Entities like the Ellen MacArthur Foundation are trying to create a “plastic economy” which can be restorative and regenerative. One hundred and fifty big companies have pledged to reduce their plastic usage as part of this campaign. Several large companies have also now begun to reveal how much plastic packaging they create in a year.
Coca-Cola uses a staggering three million tons of plastic packaging in a year, and is one of the biggest producers of plastic waste. It has now pledged to recycle as many plastic bottles as it uses by 2030. But environmental campaigners argue many bottles will go uncollected and end up being thrown away. Coca-Cola, however, has not renounced the production of single-use plastic bottles. It argues that besides hitting sales using only aluminum and glass packaging could increase the firm’s carbon footprint. There is a point here. Some environmental studies aiming to determine the impact of farmers, retailers and consumers using recyclable products to package their goods rather than plastic found that such efforts took more energy and increased greenhouse gases.
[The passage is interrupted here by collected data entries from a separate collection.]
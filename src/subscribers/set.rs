//! # Event delivery to subscribers.
//!
//! [`SubscriberSet`] hands every event to each [`Subscribe`] through a bounded
//! per-subscriber queue drained by a dedicated worker task.
//!
//! ```text
//! Bus ──► listen(token) ──► emit(event)
//!                              │  batch event and !batch_events() → skipped
//!                              ├──► [queue 1] ──► worker 1 ──► on_event()
//!                              │                     └──► panic → SubscriberPanicked
//!                              └──► [queue N] ──► worker N ──► on_event()
//! token cancelled ──► emit what the bus already holds ──► shutdown (queues drained)
//! ```
//!
//! ## Rules
//! - `emit()` never waits: a full or closed queue drops the event for that
//!   subscriber and publishes `SubscriberOverflow` (never for an overflow event).
//! - Each subscriber sees its events in publish order; there is no ordering
//!   across subscribers.
//! - A subscriber is never handed the overflow or panic reports about itself,
//!   so a subscriber that panics on every event cannot feed itself.
//! - A panic inside `on_event` is reported and the worker moves on.

use std::any::Any;
use std::panic::AssertUnwindSafe;
use std::sync::Arc;

use futures::FutureExt;
use tokio::sync::{broadcast, mpsc};
use tokio::task::JoinHandle;
use tokio_util::sync::CancellationToken;

use crate::events::{Bus, Event};
use crate::subscribers::Subscribe;

/// Sending side of one subscriber's queue.
struct Queue {
    name: &'static str,
    batch_events: bool,
    tx: mpsc::Sender<Arc<Event>>,
}

impl Queue {
    fn wants(&self, ev: &Event) -> bool {
        if ev.kind.is_batch() {
            return self.batch_events;
        }
        !(ev.kind.is_subscriber() && ev.name.as_deref() == Some(self.name))
    }
}

/// Subscribers of one bus, each behind its own queue and worker.
///
/// Must be created inside a tokio runtime (workers are spawned immediately).
pub struct SubscriberSet {
    queues: Vec<Queue>,
    workers: Vec<JoinHandle<()>>,
    bus: Bus,
}

impl SubscriberSet {
    /// Spawns one worker per subscriber.
    ///
    /// `bus` is where `listen` reads from and where overflow and panic
    /// reports are published.
    #[must_use]
    pub fn new(subs: Vec<Arc<dyn Subscribe>>, bus: Bus) -> Self {
        let mut queues = Vec::with_capacity(subs.len());
        let mut workers = Vec::with_capacity(subs.len());

        for sub in subs {
            let (tx, rx) = mpsc::channel(sub.queue_capacity().max(1));
            queues.push(Queue {
                name: sub.name(),
                batch_events: sub.batch_events(),
                tx,
            });
            workers.push(tokio::spawn(deliver(sub, rx, bus.clone())));
        }

        Self {
            queues,
            workers,
            bus,
        }
    }

    /// Queues `event` for every subscriber that wants it, without waiting.
    pub fn emit(&self, event: &Event) {
        let event = Arc::new(event.clone());

        for queue in self.queues.iter().filter(|q| q.wants(&event)) {
            let reason = match queue.tx.try_send(Arc::clone(&event)) {
                Ok(()) => continue,
                Err(mpsc::error::TrySendError::Full(_)) => "full",
                Err(mpsc::error::TrySendError::Closed(_)) => "closed",
            };
            if !event.is_subscriber_overflow() {
                self.bus
                    .publish(Event::subscriber_overflow(queue.name, reason));
            }
        }
    }

    /// Forwards bus events to the subscribers until `token` is cancelled.
    ///
    /// On cancellation, events already published are still emitted, then the
    /// set shuts down; the returned handle completes once every subscriber
    /// has processed its queue.
    ///
    /// # Example
    /// ```rust
    /// use std::sync::Arc;
    /// use slowstart::{RunTally, SlowStart, Subscribe, SubscriberSet};
    /// use tokio_util::sync::CancellationToken;
    ///
    /// # #[tokio::main(flavor = "current_thread")]
    /// # async fn main() {
    /// let runner = SlowStart::default().with_name("rs/web");
    /// let bus = runner.config().bus();
    /// let runner = runner.with_bus(bus.clone());
    ///
    /// let tally = Arc::new(RunTally::new());
    /// let subs: Vec<Arc<dyn Subscribe>> = vec![tally.clone()];
    /// let token = CancellationToken::new();
    /// let listener = SubscriberSet::new(subs, bus).listen(token.clone());
    ///
    /// runner.run(10, |size, _| if size == 4 { 1 } else { 0 }).unwrap();
    ///
    /// token.cancel();
    /// listener.await.unwrap();
    /// assert_eq!(tally.get("rs/web").unwrap().skipped, 3);
    /// # }
    /// ```
    pub fn listen(self, token: CancellationToken) -> JoinHandle<()> {
        let mut rx = self.bus.subscribe();
        tokio::spawn(async move {
            loop {
                tokio::select! {
                    biased;
                    _ = token.cancelled() => break,
                    res = rx.recv() => match res {
                        Ok(ev) => self.emit(&ev),
                        Err(broadcast::error::RecvError::Lagged(_)) => continue,
                        Err(broadcast::error::RecvError::Closed) => break,
                    },
                }
            }

            // Bounded by what was pending at the stop; reports published
            // while draining are not forwarded.
            for _ in 0..rx.len() {
                match rx.try_recv() {
                    Ok(ev) => self.emit(&ev),
                    Err(broadcast::error::TryRecvError::Lagged(_)) => continue,
                    Err(_) => break,
                }
            }
            self.shutdown().await;
        })
    }

    /// Closes every queue and waits for the workers to drain them.
    pub async fn shutdown(self) {
        drop(self.queues);
        for worker in self.workers {
            let _ = worker.await;
        }
    }

    /// True if there are no subscribers.
    #[must_use]
    pub fn is_empty(&self) -> bool {
        self.queues.is_empty()
    }

    /// Number of subscribers.
    #[must_use]
    pub fn len(&self) -> usize {
        self.queues.len()
    }
}

/// Worker loop of one subscriber: runs until its queue is closed and empty.
async fn deliver(sub: Arc<dyn Subscribe>, mut rx: mpsc::Receiver<Arc<Event>>, bus: Bus) {
    while let Some(ev) = rx.recv().await {
        let handled = AssertUnwindSafe(sub.on_event(&ev)).catch_unwind().await;
        if let Err(payload) = handled {
            bus.publish(Event::subscriber_panicked(
                sub.name(),
                panic_message(payload.as_ref()),
            ));
        }
    }
}

fn panic_message(payload: &(dyn Any + Send)) -> String {
    if let Some(msg) = payload.downcast_ref::<&'static str>() {
        (*msg).to_string()
    } else if let Some(msg) = payload.downcast_ref::<String>() {
        msg.clone()
    } else {
        "unknown panic".to_string()
    }
}

#[cfg(test)]
mod tests {
    use super::*;
    use crate::batch::Batch;
    use crate::events::EventKind;
    use async_trait::async_trait;
    use std::sync::Mutex;
    use std::time::Duration;
    use tokio::sync::Notify;

    struct Recorder {
        name: &'static str,
        batch_events: bool,
        seen: Mutex<Vec<EventKind>>,
    }

    impl Recorder {
        fn new(name: &'static str, batch_events: bool) -> Arc<Self> {
            Arc::new(Self {
                name,
                batch_events,
                seen: Mutex::new(Vec::new()),
            })
        }

        fn seen(&self) -> Vec<EventKind> {
            self.seen.lock().unwrap().clone()
        }
    }

    #[async_trait]
    impl Subscribe for Recorder {
        async fn on_event(&self, ev: &Event) {
            self.seen.lock().unwrap().push(ev.kind);
        }
        fn name(&self) -> &'static str {
            self.name
        }
        fn batch_events(&self) -> bool {
            self.batch_events
        }
    }

    struct Panicker;

    #[async_trait]
    impl Subscribe for Panicker {
        async fn on_event(&self, _ev: &Event) {
            panic!("boom");
        }
        fn name(&self) -> &'static str {
            "panicker"
        }
    }

    /// Holds every event until released; queue of one.
    struct Gate {
        open: Notify,
    }

    #[async_trait]
    impl Subscribe for Gate {
        async fn on_event(&self, _ev: &Event) {
            self.open.notified().await;
        }
        fn name(&self) -> &'static str {
            "gate"
        }
        fn queue_capacity(&self) -> usize {
            1
        }
    }

    fn batch_event(kind: EventKind) -> Event {
        Event::new(kind).with_name("rs/web").with_batch(Batch::new(2, 1))
    }

    #[tokio::test]
    async fn test_emit_reaches_every_subscriber_in_order() {
        let a = Recorder::new("a", true);
        let b = Recorder::new("b", true);
        let subs: Vec<Arc<dyn Subscribe>> = vec![a.clone(), b.clone()];
        let set = SubscriberSet::new(subs, Bus::new(16));
        assert_eq!(set.len(), 2);

        set.emit(&Event::new(EventKind::RunStarting));
        set.emit(&batch_event(EventKind::BatchStarting));
        set.emit(&Event::new(EventKind::RunCompleted));
        set.shutdown().await;

        for rec in [a, b] {
            assert_eq!(
                rec.seen(),
                vec![
                    EventKind::RunStarting,
                    EventKind::BatchStarting,
                    EventKind::RunCompleted
                ]
            );
        }
    }

    #[tokio::test]
    async fn test_outcome_only_subscriber_skips_batch_events() {
        let rec = Recorder::new("outcomes", false);
        let subs: Vec<Arc<dyn Subscribe>> = vec![rec.clone()];
        let set = SubscriberSet::new(subs, Bus::new(16));

        set.emit(&Event::new(EventKind::RunStarting));
        set.emit(&batch_event(EventKind::BatchStarting));
        set.emit(&batch_event(EventKind::BatchFailed));
        set.emit(&batch_event(EventKind::ContractViolated));
        set.emit(&Event::new(EventKind::RunAborted));
        set.shutdown().await;

        assert_eq!(
            rec.seen(),
            vec![
                EventKind::RunStarting,
                EventKind::ContractViolated,
                EventKind::RunAborted
            ]
        );
    }

    #[tokio::test]
    async fn test_own_reports_are_not_delivered_back() {
        let rec = Recorder::new("audit", true);
        let subs: Vec<Arc<dyn Subscribe>> = vec![rec.clone()];
        let set = SubscriberSet::new(subs, Bus::new(16));

        set.emit(&Event::subscriber_overflow("audit", "full"));
        set.emit(&Event::subscriber_panicked("audit", "boom".into()));
        set.emit(&Event::subscriber_overflow("other", "full"));
        set.shutdown().await;

        assert_eq!(rec.seen(), vec![EventKind::SubscriberOverflow]);
    }

    #[tokio::test]
    async fn test_full_queue_reports_overflow_once() {
        let bus = Bus::new(16);
        let mut rx = bus.subscribe();
        let gate = Arc::new(Gate {
            open: Notify::new(),
        });
        let subs: Vec<Arc<dyn Subscribe>> = vec![gate.clone()];
        let set = SubscriberSet::new(subs, bus);

        // The worker has not run yet: the first event fills the queue.
        set.emit(&Event::new(EventKind::RunStarting));
        set.emit(&batch_event(EventKind::BatchStarting));

        let ev = rx.try_recv().expect("overflow report");
        assert_eq!(ev.kind, EventKind::SubscriberOverflow);
        assert_eq!(ev.name.as_deref(), Some("gate"));
        assert_eq!(ev.reason.as_deref(), Some("full"));

        // An overflow event that overflows itself is not reported again.
        set.emit(&Event::subscriber_overflow("other", "full"));
        assert!(rx.try_recv().is_err());

        gate.open.notify_one();
        set.shutdown().await;
        assert!(rx.try_recv().is_err());
    }

    #[tokio::test]
    async fn test_closed_queue_reports_overflow() {
        let bus = Bus::new(16);
        let mut rx = bus.subscribe();
        let rec = Recorder::new("gone", true);
        let subs: Vec<Arc<dyn Subscribe>> = vec![rec.clone()];
        let mut set = SubscriberSet::new(subs, bus);

        for worker in std::mem::take(&mut set.workers) {
            worker.abort();
            assert!(worker.await.unwrap_err().is_cancelled());
        }

        set.emit(&Event::new(EventKind::RunStarting));
        let ev = rx.try_recv().expect("overflow report");
        assert_eq!(ev.kind, EventKind::SubscriberOverflow);
        assert_eq!(ev.name.as_deref(), Some("gone"));
        assert_eq!(ev.reason.as_deref(), Some("closed"));
        assert!(rec.seen().is_empty());
    }

    #[tokio::test]
    async fn test_panic_is_reported_on_bus() {
        let bus = Bus::new(16);
        let mut rx = bus.subscribe();
        let subs: Vec<Arc<dyn Subscribe>> = vec![Arc::new(Panicker)];
        let set = SubscriberSet::new(subs, bus);

        set.emit(&Event::new(EventKind::RunStarting));
        let ev = tokio::time::timeout(Duration::from_secs(1), rx.recv())
            .await
            .expect("panic report")
            .unwrap();

        assert!(ev.is_subscriber_panic());
        assert_eq!(ev.name.as_deref(), Some("panicker"));
        assert_eq!(ev.reason.as_deref(), Some("boom"));
        set.shutdown().await;
    }

    #[tokio::test]
    async fn test_listen_delivers_everything_published_before_stop() {
        let bus = Bus::new(16);
        let rec = Recorder::new("recorder", true);
        let subs: Vec<Arc<dyn Subscribe>> = vec![rec.clone()];
        let token = CancellationToken::new();
        let listener = SubscriberSet::new(subs, bus.clone()).listen(token.clone());

        bus.publish(Event::new(EventKind::RunStarting));
        bus.publish(batch_event(EventKind::BatchStarting));
        bus.publish(batch_event(EventKind::BatchSucceeded));
        bus.publish(Event::new(EventKind::RunCompleted));
        token.cancel();

        tokio::time::timeout(Duration::from_secs(1), listener)
            .await
            .expect("listener stops after cancel")
            .unwrap();

        assert_eq!(
            rec.seen(),
            vec![
                EventKind::RunStarting,
                EventKind::BatchStarting,
                EventKind::BatchSucceeded,
                EventKind::RunCompleted
            ]
        );
    }

    #[tokio::test]
    async fn test_listen_ignores_events_after_stop() {
        let bus = Bus::new(16);
        let rec = Recorder::new("recorder", true);
        let subs: Vec<Arc<dyn Subscribe>> = vec![rec.clone()];
        let token = CancellationToken::new();
        let listener = SubscriberSet::new(subs, bus.clone()).listen(token.clone());

        token.cancel();
        listener.await.unwrap();
        bus.publish(Event::new(EventKind::RunStarting));

        assert!(rec.seen().is_empty());
    }

    #[tokio::test]
    async fn test_empty_set() {
        let set = SubscriberSet::new(Vec::new(), Bus::new(1));
        assert!(set.is_empty());
        set.emit(&Event::new(EventKind::RunStarting));
        set.shutdown().await;
    }
}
The idea of the “new plastics economy” does not challenge rampant consumerism but wants to make existing plastic use more efficient by eliminating unnecessary plastic packaging. It also wants to make most plastic packaging recyclable or compostable. One hopes such an approach will be able to do what it claims, before the rampant plastic pollution problem wreaks further havoc across the world.
Published in The Express Tribune, February 14th, 2020.